## Work request:
In the entries below, find every line holding the string "ModbusError" and collect it.
(Material provided Opens)
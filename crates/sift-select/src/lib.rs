//! CSS selector engine for sift element trees.
//!
//! This crate implements a subset of [Selectors Level 4](https://www.w3.org/TR/selectors-4/)
//! with a hand-written scanner and matcher:
//!
//! - **Matcher primitives** ([`matcher`]) - type, id, class, attribute and
//!   structural selectors, plus the `+`/`~` sibling combinators
//! - **Compound selectors** ([`CompoundSelector`]) - primitives that must all
//!   match the same element, assembled by repeatedly offering the remaining
//!   text to each primitive kind
//! - **Selector driver** ([`select()`], [`SelectorList`]) - descendant and child
//!   steps, comma-separated selector lists, traversal of the tree
//!
//! Not supported: `an+b` expressions, pseudo-elements, namespaces,
//! case-insensitive attribute flags, the universal selector.
//!
//! # Example
//!
//! ```
//! use sift_dom::DomTree;
//!
//! let tree = DomTree::from_json(r#"
//!     { "tag": "ul", "children": [
//!         { "tag": "li", "attrs": { "class": "first" } },
//!         { "tag": "li" } ] }
//! "#).unwrap();
//!
//! let items = sift_select::select(&tree, tree.root(), "ul > li:last-child").unwrap();
//! assert_eq!(items.len(), 1);
//! assert!(sift_select::select(&tree, tree.root(), "li:nth-child(x)").is_err());
//! ```

mod compound;
pub mod error;
pub mod matcher;
mod scanner;
pub mod select;

pub use compound::CompoundSelector;
pub use error::{OperandSide, SelectorError};
pub use matcher::{
    AttrOperator, AttributeSelector, MatcherKind, Position, SiblingSelector, SimpleSelector,
    StructuralPseudo,
};
pub use select::{Combinator, SelectorChain, SelectorList, Step, select};
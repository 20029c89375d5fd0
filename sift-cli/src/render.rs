//! Text and JSON rendering of trees and matched elements.

use std::collections::BTreeMap;
use std::fmt::Write as _;

use owo_colors::OwoColorize;
use serde::Serialize;
use sift_dom::{AttrValue, DomTree, ElementData, NodeId, NodeType};

/// One matched element, as printed by `--json`.
#[derive(Debug, Serialize)]
pub struct MatchRecord<'a> {
    /// Tag name of the element.
    pub tag: &'a str,
    /// Attributes, keyed by name.
    pub attrs: BTreeMap<&'a str, &'a AttrValue>,
    /// A child-combinator selector that reaches exactly this element.
    pub path: String,
}

impl<'a> MatchRecord<'a> {
    /// Describe `id`, or `None` if it is not an element.
    pub fn new(tree: &'a DomTree, id: NodeId) -> Option<Self> {
        let element = tree.as_element(id)?;
        Some(Self {
            tag: &element.tag_name,
            attrs: element
                .attrs
                .iter()
                .map(|(name, value)| (name.as_str(), value))
                .collect(),
            path: element_path(tree, id),
        })
    }
}

/// Build `> :nth-child(i) > :nth-child(j) ...` from the document down to `id`.
///
/// Evaluated from the document node, the path selects `id` and nothing else.
/// Tag names are left out: positions alone identify the element, and a tag
/// name from the input need not be readable as a type selector.
pub fn element_path(tree: &DomTree, id: NodeId) -> String {
    let mut segments = Vec::new();
    let mut current = Some(id);
    while let Some(node) = current {
        if tree.as_element(node).is_none() {
            break;
        }
        let parent = tree.parent(node);
        let position = parent
            .and_then(|p| tree.element_children(p).position(|child| child == node))
            .map_or(1, |index| index + 1);
        segments.push(format!(":nth-child({position})"));
        current = parent;
    }
    segments.reverse();
    format!("> {}", segments.join(" > "))
}

/// Render an element's opening tag, optionally with terminal colours.
///
/// `"` inside attribute values is written as `&quot;`.
pub fn opening_tag(element: &ElementData, color: bool) -> String {
    let mut out = String::from("<");
    if color {
        let _ = write!(out, "{}", element.tag_name.cyan());
    } else {
        out.push_str(&element.tag_name);
    }
    for (name, value) in &element.attrs {
        let value = value.joined().replace('"', "&quot;");
        let _ = match (color, value.is_empty()) {
            (true, true) => write!(out, " {}", name.yellow()),
            (true, false) => write!(out, " {}=\"{}\"", name.yellow(), value.green()),
            (false, true) => write!(out, " {name}"),
            (false, false) => write!(out, " {name}=\"{value}\""),
        };
    }
    out.push('>');
    out
}

/// Render the subtree at `id` as an indented outline.
pub fn outline(tree: &DomTree, id: NodeId) -> String {
    let mut out = String::new();
    write_outline(tree, id, 0, &mut out);
    out
}

fn write_outline(tree: &DomTree, id: NodeId, indent: usize, out: &mut String) {
    let Some(node) = tree.get(id) else {
        return;
    };
    let prefix = "  ".repeat(indent);
    let _ = match &node.node_type {
        NodeType::Document => writeln!(out, "{prefix}Document"),
        NodeType::Element(data) => writeln!(out, "{prefix}{}", opening_tag(data, false)),
        NodeType::Text(data) => {
            let display = data.replace('\n', "\\n").replace(' ', "\u{00B7}");
            writeln!(out, "{prefix}\"{display}\"")
        }
        NodeType::Comment(data) => writeln!(out, "{prefix}<!-- {data} -->"),
    };
    for &child in tree.children(id) {
        write_outline(tree, child, indent + 1, out);
    }
}
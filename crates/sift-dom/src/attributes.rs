//! Attribute values.

use std::borrow::Cow;

use serde::Serialize;

/// Attributes whose markup value is a set of space-separated tokens.
///
/// When an element is built from raw attribute text these are stored as
/// [`AttrValue::List`].
pub const MULTI_VALUED_ATTRIBUTES: &[&str] = &[
    "class",
    "rel",
    "rev",
    "headers",
    "accesskey",
    "accept-charset",
    "dropzone",
];

/// Whether `name` is one of the [`MULTI_VALUED_ATTRIBUTES`].
#[must_use]
pub fn is_multi_valued(name: &str) -> bool {
    MULTI_VALUED_ATTRIBUTES.contains(&name)
}

/// The value of one attribute: either a single string or an ordered list.
#[derive(Debug, Clone, PartialEq, Eq, Serialize)]
#[serde(untagged)]
pub enum AttrValue {
    /// A plain string value, e.g. `href="/next"`.
    Single(String),
    /// A list value, e.g. `class="nav main"` stored as `["nav", "main"]`.
    List(Vec<String>),
}

impl AttrValue {
    /// Build a value from raw markup text, splitting multi-valued attributes.
    #[must_use]
    pub fn from_raw(name: &str, raw: &str) -> Self {
        if is_multi_valued(name) {
            Self::List(raw.split_ascii_whitespace().map(str::to_owned).collect())
        } else {
            Self::Single(raw.to_owned())
        }
    }

    /// The string form of the value. Lists are joined by a single space.
    #[must_use]
    pub fn joined(&self) -> Cow<'_, str> {
        match self {
            Self::Single(value) => Cow::Borrowed(value),
            Self::List(values) => Cow::Owned(values.join(" ")),
        }
    }

    /// The whitespace-separated tokens of the value.
    ///
    /// A single value is split on ASCII whitespace; a list yields its items
    /// as they are.
    pub fn tokens(&self) -> impl Iterator<Item = &str> {
        let (single, list) = match self {
            Self::Single(value) => (Some(value.split_ascii_whitespace()), None),
            Self::List(values) => (None, Some(values.iter().map(String::as_str))),
        };
        single.into_iter().flatten().chain(list.into_iter().flatten())
    }

    /// Whether `token` is one of [`AttrValue::tokens`].
    #[must_use]
    pub fn contains_token(&self, token: &str) -> bool {
        self.tokens().any(|t| t == token)
    }
}

impl From<&str> for AttrValue {
    fn from(value: &str) -> Self {
        Self::Single(value.to_owned())
    }
}

#[cfg(test)]
mod tests {
    use super::*;

    #[test]
    fn test_from_raw_splits_multi_valued() {
        assert_eq!(
            AttrValue::from_raw("class", "  nav   main "),
            AttrValue::List(vec!["nav".into(), "main".into()])
        );
        assert_eq!(
            AttrValue::from_raw("title", "  nav main "),
            AttrValue::Single("  nav main ".into())
        );
    }

    #[test]
    fn test_joined_uses_single_space() {
        let value = AttrValue::List(vec!["a".into(), "b".into(), "c".into()]);
        assert_eq!(value.joined(), "a b c");
    }

    #[test]
    fn test_tokens_of_single_value() {
        let value = AttrValue::from("en  us\tgb");
        assert_eq!(value.tokens().collect::<Vec<_>>(), ["en", "us", "gb"]);
        assert!(value.contains_token("us"));
        assert!(!value.contains_token("en us"));
    }
}
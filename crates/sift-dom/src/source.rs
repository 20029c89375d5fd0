//! Loading a tree from a JSON document description.
//!
//! The format mirrors the tree itself:
//!
//! ```json
//! { "tag": "ul", "attrs": { "class": "nav main", "rel": ["a", "b"] },
//!   "children": [ { "tag": "li" }, "some text", { "comment": "note" } ] }
//! ```
//!
//! A top-level array loads several sibling elements under the document node.

use std::collections::BTreeMap;
use std::io::Read;

use serde::Deserialize;
use thiserror::Error;

use crate::{AttrValue, DomTree, ElementData, NodeId, NodeType};

/// Errors raised while loading a tree description.
#[derive(Debug, Error)]
pub enum SourceError {
    /// The input is not valid JSON or does not follow the node shape.
    #[error("invalid tree description: {0}")]
    Json(#[from] serde_json::Error),
}

/// One node of a tree description.
#[derive(Debug, Clone, PartialEq, Eq, Deserialize)]
#[serde(untagged)]
pub enum NodeSource {
    /// An element with optional attributes and children.
    Element {
        /// Element name.
        tag: String,
        /// Attribute values, raw strings or explicit lists.
        #[serde(default)]
        attrs: BTreeMap<String, AttrSource>,
        /// Child nodes in document order.
        #[serde(default)]
        children: Vec<NodeSource>,
    },
    /// A comment node.
    Comment {
        /// Comment text.
        comment: String,
    },
    /// A text node.
    Text(String),
}

/// An attribute value as written in a tree description.
#[derive(Debug, Clone, PartialEq, Eq, Deserialize)]
#[serde(untagged)]
pub enum AttrSource {
    /// Raw attribute text; multi-valued attributes are split on whitespace.
    Raw(String),
    /// An explicit list, stored as given.
    List(Vec<String>),
}

impl AttrSource {
    fn to_value(&self, name: &str) -> AttrValue {
        match self {
            Self::Raw(raw) => AttrValue::from_raw(name, raw),
            Self::List(values) => AttrValue::List(values.clone()),
        }
    }
}

#[derive(Deserialize)]
#[serde(untagged)]
enum Document {
    Many(Vec<NodeSource>),
    One(NodeSource),
}

impl NodeSource {
    /// Append this node, and everything below it, under `parent`.
    pub fn build_into(&self, tree: &mut DomTree, parent: NodeId) -> NodeId {
        match self {
            Self::Element {
                tag,
                attrs,
                children,
            } => {
                let mut element = ElementData::new(tag.as_str());
                for (name, value) in attrs {
                    element.set_attribute(name, value.to_value(name));
                }
                let id = tree.append_element(parent, element);
                for child in children {
                    let _ = child.build_into(tree, id);
                }
                id
            }
            Self::Comment { comment } => {
                let id = tree.alloc(NodeType::Comment(comment.clone()));
                tree.append_child(parent, id);
                id
            }
            Self::Text(text) => tree.append_text(parent, text.as_str()),
        }
    }
}

impl DomTree {
    /// Parse a JSON tree description into a new tree.
    ///
    /// The described nodes become children of the document node.
    ///
    /// # Errors
    ///
    /// Returns [`SourceError::Json`] if the text is not a valid description.
    pub fn from_json(text: &str) -> Result<Self, SourceError> {
        Ok(Self::from_document(serde_json::from_str(text)?))
    }

    /// Read a JSON tree description from `reader` into a new tree.
    ///
    /// # Errors
    ///
    /// Returns [`SourceError::Json`] on I/O failure or an invalid description.
    pub fn from_json_reader<R: Read>(reader: R) -> Result<Self, SourceError> {
        Ok(Self::from_document(serde_json::from_reader(reader)?))
    }

    fn from_document(document: Document) -> Self {
        let mut tree = Self::new();
        let nodes = match document {
            Document::Many(nodes) => nodes,
            Document::One(node) => vec![node],
        };
        for node in &nodes {
            let _ = node.build_into(&mut tree, NodeId::ROOT);
        }
        tree
    }
}
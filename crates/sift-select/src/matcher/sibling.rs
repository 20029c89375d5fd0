//! [§ 16.3](https://www.w3.org/TR/selectors-4/#adjacent-sibling-combinators) and
//! [§ 16.4](https://www.w3.org/TR/selectors-4/#general-sibling-combinators) sibling combinators.
//!
//! A sibling combinator is parsed as part of a compound selector: everything
//! accumulated before `+`/`~` becomes the left operand, and the right operand
//! is built by running the compound loop again on the text that follows. Both
//! operands are evaluated against the same candidate scope, and the scope's
//! order decides what "following" means.

use std::collections::HashSet;
use std::fmt;

use sift_dom::{DomTree, NodeId};

use crate::compound::CompoundSelector;
use crate::error::{OperandSide, SelectorError};
use crate::matcher::SimpleSelector;
use crate::scanner::whitespace_len;
use crate::select::Combinator;

/// `A + B` or `A ~ B`: matches the `B` elements that follow an `A` element.
#[derive(Debug, Clone, PartialEq, Eq)]
pub struct SiblingSelector {
    /// [`Combinator::NextSibling`] or [`Combinator::SubsequentSibling`].
    pub combinator: Combinator,
    /// The compound selector before the combinator.
    pub left: CompoundSelector,
    /// The compound selector after the combinator.
    pub right: CompoundSelector,
}

impl SiblingSelector {
    /// Consume a combinator and its right operand from the front of `text`,
    /// folding the selectors accumulated so far in `compound` into the left
    /// operand.
    ///
    /// Returns the consumed length, 0 when `text` does not start with a
    /// sibling combinator.
    ///
    /// # Errors
    ///
    /// [`SelectorError::MissingOperand`] when either operand is empty, or any
    /// error raised while parsing the right operand.
    pub(crate) fn build(text: &str, compound: &mut CompoundSelector) -> Result<usize, SelectorError> {
        let lead = whitespace_len(text);
        let combinator = match text[lead..].chars().next() {
            Some('+') => Combinator::NextSibling,
            Some('~') => Combinator::SubsequentSibling,
            _ => return Ok(0),
        };
        let mut consumed = lead + 1;
        consumed += whitespace_len(&text[consumed..]);

        let (right, right_len) = CompoundSelector::parse_prefix(&text[consumed..])?;
        if compound.is_empty() {
            return Err(SelectorError::MissingOperand {
                side: OperandSide::Before,
                combinator,
            });
        }
        if right.is_empty() {
            return Err(SelectorError::MissingOperand {
                side: OperandSide::After,
                combinator,
            });
        }

        let left = std::mem::take(compound);
        compound.simple_selectors.push(SimpleSelector::Sibling(Self {
            combinator,
            left,
            right,
        }));
        Ok(consumed + right_len)
    }

    /// The elements of `scope` matched by the right operand that follow,
    /// immediately for `+` or anywhere later for `~`, an element matched by
    /// the left operand.
    #[must_use]
    pub fn matches(&self, tree: &DomTree, scope: &[NodeId]) -> HashSet<NodeId> {
        let left = self.left.matches(tree, scope);
        let right = self.right.matches(tree, scope);

        let mut matched = HashSet::new();
        for (index, id) in scope.iter().enumerate() {
            if !left.contains(id) {
                continue;
            }
            let following = &scope[index + 1..];
            if self.combinator == Combinator::NextSibling {
                matched.extend(following.first().filter(|next| right.contains(*next)));
            } else {
                matched.extend(following.iter().filter(|later| right.contains(*later)));
            }
        }
        matched
    }
}

impl fmt::Display for SiblingSelector {
    fn fmt(&self, f: &mut fmt::Formatter<'_>) -> fmt::Result {
        write!(f, "{} {} {}", self.left, self.combinator, self.right)
    }
}
//! [§ 4.2 Compound selectors](https://www.w3.org/TR/selectors-4/#compound)
//!
//! "A compound selector is a sequence of simple selectors that are not
//! separated by a combinator, and represents a set of simultaneous
//! conditions on a single element."

use std::collections::HashSet;
use std::fmt;

use sift_dom::{DomTree, NodeId};

use crate::error::SelectorError;
use crate::matcher::{MatcherKind, SimpleSelector};

/// A set of simple selectors that must all match the same element.
#[derive(Debug, Clone, Default, PartialEq, Eq)]
pub struct CompoundSelector {
    /// The list of simple selectors that make up this compound selector.
    pub simple_selectors: Vec<SimpleSelector>,
}

impl CompoundSelector {
    /// Parse a compound selector from the front of `text`, returning it with
    /// the unparsed remainder.
    ///
    /// Kinds may interleave freely: `div#id.cls[attr=v]:first-child` is one
    /// compound selector. A sibling combinator (`+`, `~`) is absorbed into
    /// the compound as a [`SimpleSelector::Sibling`].
    ///
    /// # Errors
    ///
    /// [`SelectorError::UnknownSelector`] if nothing at the front of `text`
    /// is a selector, or any error raised by a matcher primitive.
    pub fn parse(text: &str) -> Result<(Self, &str), SelectorError> {
        let (compound, consumed) = Self::parse_prefix(text)?;
        if compound.is_empty() {
            return Err(SelectorError::unknown(text));
        }
        Ok((compound, &text[consumed..]))
    }

    /// Offer the text to every kind in priority order, restarting from the
    /// top after each success, until a full pass consumes nothing.
    ///
    /// An empty result is not an error here; callers decide.
    pub(crate) fn parse_prefix(text: &str) -> Result<(Self, usize), SelectorError> {
        let mut compound = Self::default();
        let mut consumed = 0;
        loop {
            let mut progressed = false;
            for kind in MatcherKind::PRIORITY {
                let len = kind.build(&text[consumed..], &mut compound)?;
                if len > 0 {
                    consumed += len;
                    progressed = true;
                    break;
                }
            }
            if !progressed {
                return Ok((compound, consumed));
            }
        }
    }

    /// Number of simple selectors.
    #[must_use]
    pub fn len(&self) -> usize {
        self.simple_selectors.len()
    }

    /// Whether no simple selector has been parsed.
    #[must_use]
    pub fn is_empty(&self) -> bool {
        self.simple_selectors.is_empty()
    }

    /// The elements of `scope` matched by every simple selector.
    ///
    /// An empty compound selector matches nothing.
    #[must_use]
    pub fn matches(&self, tree: &DomTree, scope: &[NodeId]) -> HashSet<NodeId> {
        let mut simples = self.simple_selectors.iter();
        let Some(first) = simples.next() else {
            return HashSet::new();
        };
        let mut matched = first.matches(tree, scope);
        for simple in simples {
            if matched.is_empty() {
                break;
            }
            let other = simple.matches(tree, scope);
            matched.retain(|id| other.contains(id));
        }
        matched
    }

    /// Like [`CompoundSelector::matches`], but in scope order.
    #[must_use]
    pub fn filter(&self, tree: &DomTree, scope: &[NodeId]) -> Vec<NodeId> {
        let matched = self.matches(tree, scope);
        scope
            .iter()
            .copied()
            .filter(|id| matched.contains(id))
            .collect()
    }
}

impl fmt::Display for CompoundSelector {
    fn fmt(&self, f: &mut fmt::Formatter<'_>) -> fmt::Result {
        for simple in &self.simple_selectors {
            write!(f, "{simple}")?;
        }
        Ok(())
    }
}
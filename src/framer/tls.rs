//! TLS framer (§4.2): byte-for-byte the same MBAP layout as plain TCP, but
//! legal only with `device_id=0` and `transaction_id=0` — the Modbus/TLS
//! profile multiplexes neither unit id nor transaction id at this layer
//! because the TLS session itself is the addressing boundary. The actual
//! TLS handshake/encryption is the transport's concern (§6); this framer
//! only ever sees plaintext PDU bytes.

use tracing::warn;

use crate::error::{ModbusError, Result};
use crate::framer::tcp::TcpFramer;
use crate::framer::traits::{DecodedFrame, Framer};

#[derive(Debug, Default, Clone, Copy)]
pub struct TlsFramer {
    inner: TcpFramer,
}

impl TlsFramer {
    pub fn new() -> Self {
        Self { inner: TcpFramer::new() }
    }

    /// Encode, rejecting any `device_id`/`transaction_id` outside the
    /// Modbus/TLS profile instead of silently framing them.
    pub fn try_encode(&self, pdu_bytes: &[u8], device_id: u8, transaction_id: u16) -> Result<Vec<u8>> {
        if device_id != 0 || transaction_id != 0 {
            return Err(ModbusError::configuration(
                "Modbus/TLS requires device_id=0 and transaction_id=0",
            ));
        }
        Ok(self.inner.encode(pdu_bytes, device_id, transaction_id))
    }
}

impl Framer for TlsFramer {
    fn encode(&self, pdu_bytes: &[u8], _device_id: u8, _transaction_id: u16) -> Vec<u8> {
        self.inner.encode(pdu_bytes, 0, 0)
    }

    fn decode(&self, buffer: &[u8]) -> DecodedFrame {
        let decoded = self.inner.decode(buffer);
        if decoded.is_incomplete() {
            return decoded;
        }
        if decoded.device_id != 0 || decoded.transaction_id != 0 {
            warn!(
                device_id = decoded.device_id,
                transaction_id = decoded.transaction_id,
                "non-zero device_id/transaction_id on a Modbus/TLS frame"
            );
        }
        decoded
    }
}

#[cfg(test)]
mod tests {
    use super::*;

    #[test]
    fn try_encode_rejects_nonzero_device_id() {
        let framer = TlsFramer::new();
        assert!(framer.try_encode(&[0x03], 1, 0).is_err());
    }

    #[test]
    fn try_encode_accepts_zero_zero() {
        let framer = TlsFramer::new();
        let frame = framer.try_encode(&[0x03, 0x00, 0x00, 0x00, 0x01], 0, 0).unwrap();
        assert_eq!(&frame[0..4], &[0x00, 0x00, 0x00, 0x00]);
    }
}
(Material provided Closes)
## Finished task:
use crate::error::{ModbusError, Result};
            return Err(ModbusError::configuration(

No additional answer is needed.